Reza Shojaei: Beyond the Blood – Plasma Divide

Reza Shojaei, Chief Operating Officer at Canadian Plasma Resources, shared a post on Linkedln:

Beyond the Blood–Plasma Divide

What Blood Operators Can Learn from the Private Plasma Sector, and Vice Versa

A global, practical playbook for resilience, trust, and scale in 2026

The blood and plasma sectors have historically operated in parallel universes: different funding models, different narratives, different risk tolerances. But demand for plasma-derived medicinal products (PDMPs) continues to rise, and supply chains remain highly concentrated and geopolitically sensitive.

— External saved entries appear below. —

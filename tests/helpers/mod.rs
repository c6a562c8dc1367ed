//! Shared test helpers for integration tests.

use std::sync::Arc;

use courier_channels::{
    ChannelSet, ConnectionRegistry, EmailAdapter, PushAdapter, RealtimeAdapter, SmsAdapter,
};
use courier_core::config::{DispatchConfig, RealtimeConfig};
use courier_dispatch::{DispatchQueue, Dispatcher, LifecycleTracker};
use courier_entity::recipient::Recipient;
use courier_service::{QueryService, SubmitService};
use courier_store::MemoryNotificationStore;

/// Fully wired dispatch stack over the in-memory store.
///
/// Matches the production wiring: all four adapters installed, email and
/// SMS left unconfigured so their deliveries fail the way they do on a
/// box without transport credentials.
pub struct TestHarness {
    pub store: Arc<MemoryNotificationStore>,
    pub registry: Arc<ConnectionRegistry>,
    pub queue: Arc<DispatchQueue>,
    pub dispatcher: Arc<Dispatcher>,
    pub submit: SubmitService,
    pub query: QueryService,
}

impl TestHarness {
    pub fn new() -> Self {
        let store = Arc::new(MemoryNotificationStore::new());
        let registry = Arc::new(ConnectionRegistry::new(RealtimeConfig::default()));

        let channels = ChannelSet::new()
            .with(Arc::new(
                EmailAdapter::new(None).expect("email adapter init"),
            ))
            .with(Arc::new(SmsAdapter::new(None)))
            .with(Arc::new(RealtimeAdapter::new(Arc::clone(&registry))))
            .with(Arc::new(PushAdapter::new()));

        let queue = Arc::new(DispatchQueue::new());
        let dispatcher = Arc::new(Dispatcher::new(
            Arc::clone(&queue),
            channels,
            LifecycleTracker::new(store.clone()),
        ));

        let submit = SubmitService::new(
            store.clone(),
            Arc::clone(&queue),
            DispatchConfig::default(),
        );
        let query = QueryService::new(store.clone());

        Self {
            store,
            registry,
            queue,
            dispatcher,
            submit,
            query,
        }
    }
}

/// Recipient with a user id only: routes to realtime alone.
pub fn user_recipient(user_id: &str) -> Recipient {
    Recipient {
        user_id: Some(user_id.to_string()),
        ..Default::default()
    }
}

/// Recipient with every contact fact present.
pub fn full_recipient(user_id: &str) -> Recipient {
    Recipient {
        user_id: Some(user_id.to_string()),
        email: Some(format!("{user_id}@example.com")),
        phone: Some("+15550001".to_string()),
        device_token: Some("device-token".to_string()),
        preferences: None,
    }
}
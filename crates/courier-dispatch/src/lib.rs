//! # courier-dispatch
//!
//! The delivery engine: the in-memory FIFO dispatch queue, the processing
//! pass that fans one notification out to its resolved channels, the
//! lifecycle tracker that owns every status write, and the cron scheduler
//! driving periodic drains and expiry reclamation.

pub mod lifecycle;
pub mod processor;
pub mod queue;
pub mod scheduler;

pub use lifecycle::LifecycleTracker;
pub use processor::Dispatcher;
pub use queue::DispatchQueue;
pub use scheduler::DispatchScheduler;
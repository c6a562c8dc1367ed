//! In-memory FIFO dispatch queue.

use std::collections::VecDeque;

use tokio::sync::Mutex;
use tracing::debug;

use courier_entity::notification::model::Notification;

/// FIFO queue of notifications awaiting a processing pass.
///
/// Purely in memory: queue contents do not survive a restart, but every
/// queued notification is already persisted, so nothing is lost with them.
#[derive(Debug, Default)]
pub struct DispatchQueue {
    items: Mutex<VecDeque<Notification>>,
}

impl DispatchQueue {
    pub fn new() -> Self {
        Self::default()
    }

    /// Append a notification to the back of the queue.
    pub async fn enqueue(&self, notification: Notification) {
        let mut items = self.items.lock().await;
        items.push_back(notification);
        debug!(depth = items.len(), "Notification enqueued");
    }

    /// Take the notification at the front of the queue, if any.
    pub async fn pop(&self) -> Option<Notification> {
        self.items.lock().await.pop_front()
    }

    /// Current queue depth.
    pub async fn len(&self) -> usize {
        self.items.lock().await.len()
    }

    pub async fn is_empty(&self) -> bool {
        self.items.lock().await.is_empty()
    }
}

#[cfg(test)]
mod tests {
    use chrono::{Duration, Utc};
    use serde_json::json;
    use uuid::Uuid;

    use super::*;
    use courier_entity::notification::priority::NotificationPriority;
    use courier_entity::notification::status::NotificationStatus;

    fn sample(title: &str) -> Notification {
        let now = Utc::now();
        Notification {
            id: Uuid::new_v4(),
            recipient_key: "user-1".to_string(),
            kind: "generic".to_string(),
            title: title.to_string(),
            message: String::new(),
            data: json!({}),
            resolved_channels: vec!["realtime".to_string()],
            delivery_outcomes: None,
            status: NotificationStatus::Pending,
            priority: NotificationPriority::Normal,
            attempts: 0,
            max_attempts: 3,
            last_error: None,
            read: false,
            read_at: None,
            metadata: json!({}),
            created_at: now,
            updated_at: now,
            scheduled_for: None,
            expires_at: now + Duration::hours(168),
            sent_at: None,
        }
    }

    #[tokio::test]
    async fn test_fifo_order() {
        let queue = DispatchQueue::new();
        queue.enqueue(sample("first")).await;
        queue.enqueue(sample("second")).await;
        queue.enqueue(sample("third")).await;

        assert_eq!(queue.len().await, 3);
        assert_eq!(queue.pop().await.map(|n| n.title).as_deref(), Some("first"));
        assert_eq!(queue.pop().await.map(|n| n.title).as_deref(), Some("second"));
        assert_eq!(queue.pop().await.map(|n| n.title).as_deref(), Some("third"));
        assert!(queue.pop().await.is_none());
        assert!(queue.is_empty().await);
    }
}
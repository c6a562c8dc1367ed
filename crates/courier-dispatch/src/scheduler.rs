//! Cron scheduler driving periodic drains and expiry reclamation.

use std::sync::Arc;

use tokio_cron_scheduler::{Job as CronJob, JobScheduler};
use tracing::{debug, error, info};

use courier_core::config::DispatchConfig;
use courier_core::error::AppError;
use courier_store::NotificationStore;

use crate::processor::Dispatcher;

/// Cron-based scheduler for the dispatch subsystem.
///
/// Two periodic tasks: the drain tick (every few seconds, default 5) and
/// expiry reclamation (hourly by default). Both fire regardless of load;
/// the dispatcher's own guard keeps overlapping drains out.
pub struct DispatchScheduler {
    scheduler: JobScheduler,
    dispatcher: Arc<Dispatcher>,
    store: Arc<dyn NotificationStore>,
    config: DispatchConfig,
}

impl std::fmt::Debug for DispatchScheduler {
    fn fmt(&self, f: &mut std::fmt::Formatter<'_>) -> std::fmt::Result {
        f.debug_struct("DispatchScheduler").finish()
    }
}

impl DispatchScheduler {
    /// Create a new scheduler.
    pub async fn new(
        config: DispatchConfig,
        dispatcher: Arc<Dispatcher>,
        store: Arc<dyn NotificationStore>,
    ) -> Result<Self, AppError> {
        let scheduler = JobScheduler::new()
            .await
            .map_err(|e| AppError::scheduler(format!("Failed to create scheduler: {e}")))?;

        Ok(Self {
            scheduler,
            dispatcher,
            store,
            config,
        })
    }

    /// Register the drain tick and the reclamation task.
    pub async fn register_tasks(&self) -> Result<(), AppError> {
        self.register_drain_tick().await?;
        self.register_reclamation().await?;

        info!("All dispatch tasks registered");
        Ok(())
    }

    /// Start the scheduler.
    pub async fn start(&self) -> Result<(), AppError> {
        self.scheduler
            .start()
            .await
            .map_err(|e| AppError::scheduler(format!("Failed to start scheduler: {e}")))?;

        info!("Dispatch scheduler started");
        Ok(())
    }

    /// Shut the scheduler down. Queue contents are dropped; the records
    /// they referenced stay persisted as pending.
    pub async fn shutdown(&mut self) -> Result<(), AppError> {
        self.scheduler
            .shutdown()
            .await
            .map_err(|e| AppError::scheduler(format!("Failed to shutdown scheduler: {e}")))?;

        info!("Dispatch scheduler shut down");
        Ok(())
    }

    /// Drain tick — every `drain_interval_seconds`.
    async fn register_drain_tick(&self) -> Result<(), AppError> {
        let dispatcher = Arc::clone(&self.dispatcher);
        let schedule = format!("*/{} * * * * *", self.config.drain_interval_seconds);

        let job = CronJob::new_async(schedule.as_str(), move |_uuid, _lock| {
            let dispatcher = Arc::clone(&dispatcher);
            Box::pin(async move {
                let processed = dispatcher.drain().await;
                if processed > 0 {
                    debug!(processed, "Drain tick completed");
                }
            })
        })
        .map_err(|e| AppError::scheduler(format!("Failed to create drain schedule: {e}")))?;

        self.scheduler
            .add(job)
            .await
            .map_err(|e| AppError::scheduler(format!("Failed to add drain schedule: {e}")))?;

        info!(
            interval_seconds = self.config.drain_interval_seconds,
            "Registered: drain tick"
        );
        Ok(())
    }

    /// Expiry reclamation — hourly by default.
    async fn register_reclamation(&self) -> Result<(), AppError> {
        let store = Arc::clone(&self.store);

        let job = CronJob::new_async(
            self.config.reclamation_schedule.as_str(),
            move |_uuid, _lock| {
                let store = Arc::clone(&store);
                Box::pin(async move {
                    match store.delete_expired(chrono::Utc::now()).await {
                        Ok(deleted) if deleted > 0 => {
                            info!(deleted, "Reclaimed expired notifications");
                        }
                        Ok(_) => {
                            debug!("No expired notifications to reclaim");
                        }
                        Err(e) => {
                            error!(error = %e, "Expiry reclamation failed");
                        }
                    }
                })
            },
        )
        .map_err(|e| AppError::scheduler(format!("Failed to create reclamation schedule: {e}")))?;

        self.scheduler
            .add(job)
            .await
            .map_err(|e| AppError::scheduler(format!("Failed to add reclamation schedule: {e}")))?;

        info!(
            schedule = %self.config.reclamation_schedule,
            "Registered: expiry reclamation"
        );
        Ok(())
    }
}
//! # courier-core
//!
//! Core crate for Courier, the notification dispatch and delivery service.
//! Contains configuration schemas, pagination types, and the unified
//! error system.
//!
//! This crate has **no** internal dependencies on other Courier crates.

pub mod config;
pub mod error;
pub mod result;
pub mod types;

pub use error::AppError;
pub use result::AppResult;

The result: blood and plasma organizations are increasingly solving the same problem from different angles, how to build a system that is trusted, scalable, and resilient.

This issue of Blood and Plasma Pulse focuses on a simple idea: the best operators will borrow the best practices, regardless of whether they come from ‘public blood’ or ‘private plasma.’

1) Why this conversation matters now: the world is still structurally dependent
Despite efforts to expand domestic collection in many regions, the global source plasma supply remains heavily concentrated. A widely cited analysis shows the United States contributed ~71% of global source plasma supply (2017), reflecting how donor compensation, infrastructure density, and operating efficiency can shape supply at scale (Hartmann et al., 2020).

Meanwhile, regulators are tightening expectations around donor protection and quality systems. In the EU, the new Substances of Human Origin (SoHO) Regulation (published in July 2024) modernizes safety and oversight standards, reinforcing voluntary donation principles while allowing compensation structured to avoid donor financial disadvantage (European Commission, 2024).

Translation: supply resilience is not just a collection problem; it’s a governance, compliance, and capacity problem.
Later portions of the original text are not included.